Minister of Defence of Belarus
- In office December 1991 – April 1992
- Prime Minister: Vyacheslav Kebich
- Leader: Stanislav Shushkevich
- Preceded by: Position established
- Succeeded by: Pavel Pavlovich Kozlovsky

Personal details
- Born: 7 January 1939 (age 87) Staryna [be], Byelorussian SSR, Soviet Union (now Belarus)
- Education: Minsk Suvorov Military School Tashkent Higher All-Arms Command School

Military service
- Allegiance: Soviet Union (until 1991); Belarus (1991–1995);
- Branch/service: Soviet Army (until 1992); Belarusian Ground Forces (1992–1995);
- Rank: Lieutenant general
- Commands: Baltic Military District
- Battles/wars: Operation Danube; Soviet–Afghan War;

= Pyotr Chavus =

Soviet-Belarusian former lieutenant general and politician

Pyotr Ryhoravič Chavus (Note: Пётр Рыгоравіч Чавус
Пётр Григорьевич Чаус) (born 7 January 1939) is a Soviet-Belarusian retired lieutenant general and politician the first Defence Minister of Belarus, serving from December 1991 to April 1992. He was succeeded by Pavel Pavlovich Kozlovsky.

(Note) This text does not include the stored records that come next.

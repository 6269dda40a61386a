//! Facade over the data-grid engine.
//!
//! `GridEngine` wires the table store, selection engine, and fetch
//! coordinator into one service object, constructed once per table.
//! State setters schedule debounced fetches automatically; exports run
//! in the background against the same canonical query the grid shows.

pub mod config;
pub mod engine;

pub use config::EngineConfig;
pub use engine::GridEngine;
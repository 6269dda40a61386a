//! Row-file loading.
//!
//! The CLI accepts two formats: a JSON array of objects, or a CSV file
//! whose header row names the fields. CSV cells are coerced to JSON
//! scalars (bool, number, string) so numeric and boolean filters work
//! the same on either input.

use std::fs::File;
use std::path::Path;

use anyhow::{Context, Result, bail};
use grid_model::row::Row;
use grid_model::ColumnSpec;
use serde_json::Value;

/// Load rows from a `.json` or `.csv` file.
pub fn load_rows(path: &Path) -> Result<Vec<Row>> {
    let extension = path
        .extension()
        .and_then(|e| e.to_str())
        .map(str::to_lowercase)
        .unwrap_or_default();
    match extension.as_str() {
        "json" => load_json(path),
        "csv" => load_csv(path),
        other => bail!("unsupported data file extension: {other:?} (expected .json or .csv)"),
    }
}

/// Derive column specs from the loaded rows: one visible column per
/// field, in the order fields first appear.
pub fn derive_columns(rows: &[Row]) -> Vec<ColumnSpec> {
    let mut seen: Vec<String> = Vec::new();
    for row in rows {
        for key in row.0.keys() {
            if !seen.iter().any(|k| k == key) {
                seen.push(key.clone());
            }
        }
    }
    seen.into_iter()
        .map(|id| {
            let header = id.clone();
            ColumnSpec::new(id, header)
        })
        .collect()
}

fn load_json(path: &Path) -> Result<Vec<Row>> {
    let file = File::open(path).with_context(|| format!("open {}", path.display()))?;
    let value: Value = serde_json::from_reader(file)
        .with_context(|| format!("parse {}", path.display()))?;
    let Value::Array(items) = value else {
        bail!("{} must contain a JSON array of objects", path.display());
    };
    let mut rows = Vec::with_capacity(items.len());
    for (index, item) in items.into_iter().enumerate() {
        if !item.is_object() {
            bail!("{}: element {index} is not an object", path.display());
        }
        rows.push(Row::from_value(item));
    }
    Ok(rows)
}

fn load_csv(path: &Path) -> Result<Vec<Row>> {
    let mut reader =
        csv::Reader::from_path(path).with_context(|| format!("open {}", path.display()))?;
    let headers = reader
        .headers()
        .with_context(|| format!("read headers from {}", path.display()))?
        .clone();

    let mut rows = Vec::new();
    for (index, record) in reader.records().enumerate() {
        let record =
            record.with_context(|| format!("{}: record {index}", path.display()))?;
        let mut row = Row::new();
        for (header, cell) in headers.iter().zip(record.iter()) {
            row.insert(header, coerce_cell(cell));
        }
        rows.push(row);
    }
    Ok(rows)
}

/// Coerce a CSV cell to the tightest JSON scalar.
fn coerce_cell(cell: &str) -> Value {
    match cell {
        "" => Value::Null,
        "true" => Value::Bool(true),
        "false" => Value::Bool(false),
        other => {
            if let Ok(n) = other.parse::<i64>() {
                return Value::from(n);
            }
            if let Ok(f) = other.parse::<f64>() {
                if let Some(number) = serde_json::Number::from_f64(f) {
                    return Value::Number(number);
                }
            }
            Value::String(other.to_string())
        }
    }
}

#[cfg(test)]
mod tests {
    use super::*;
    use std::io::Write;

    #[test]
    fn csv_cells_coerce_to_scalars() {
        assert_eq!(coerce_cell("42"), serde_json::json!(42));
        assert_eq!(coerce_cell("4.5"), serde_json::json!(4.5));
        assert_eq!(coerce_cell("true"), serde_json::json!(true));
        assert_eq!(coerce_cell("hello"), serde_json::json!("hello"));
        assert_eq!(coerce_cell(""), Value::Null);
    }

    #[test]
    fn csv_round_trips_through_rows() {
        let dir = tempfile::tempdir().unwrap();
        let path = dir.path().join("rows.csv");
        let mut file = File::create(&path).unwrap();
        writeln!(file, "id,name,age").unwrap();
        writeln!(file, "r1,Amy,28").unwrap();
        writeln!(file, "r2,Bob,").unwrap();
        drop(file);

        let rows = load_rows(&path).unwrap();
        assert_eq!(rows.len(), 2);
        assert_eq!(rows[0].get("age"), Some(&serde_json::json!(28)));
        assert_eq!(rows[1].get("age"), Some(&Value::Null));

        let columns = derive_columns(&rows);
        let ids: Vec<_> = columns.iter().map(|c| c.id.as_str()).collect();
        assert_eq!(ids, vec!["age", "id", "name"]);
    }

    #[test]
    fn json_must_be_an_array_of_objects() {
        let dir = tempfile::tempdir().unwrap();
        let path = dir.path().join("rows.json");
        std::fs::write(&path, "{\"not\": \"an array\"}").unwrap();
        assert!(load_rows(&path).is_err());

        std::fs::write(&path, "[{\"id\": \"r1\"}, 7]").unwrap();
        assert!(load_rows(&path).is_err());

        std::fs::write(&path, "[{\"id\": \"r1\"}]").unwrap();
        assert_eq!(load_rows(&path).unwrap().len(), 1);
    }
}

He graduated from Minsk Suvorov Military School and later Tashkent Higher Military Command School. He began his service as commander of a tank platoon in the North Caucasus Military District. He then served as the deputy commander of a tank battalion in the Belorussian Military District. In 1968, he participated in Warsaw Pact invasion of Czechoslovakia. He graduated from the Military Political Academy named after Lenin. In 1978, he attended the Military Academy of the General Staff of the Armed Forces. He served in the Central Asian Military District in 1980. In 1987, he became an adviser to the Chief of the General Staff of the Democratic Republic of Afghanistan. From 1988 to 1991 he was the chief of staff of the Baltic Military District. In 1991, he served as head of the Institute of Military History of the USSR, the chief of staff, and first deputy head of the Civil Defence of the USSR.

At the end of 1991, during a business trip in Minsk he accepted the offer to lead the newly created Ministry of Defence of Belarus. From May 1992, he served as the Deputy Minister of Defence. From 1994 to 1995, he was an adviser to the Belarusian government.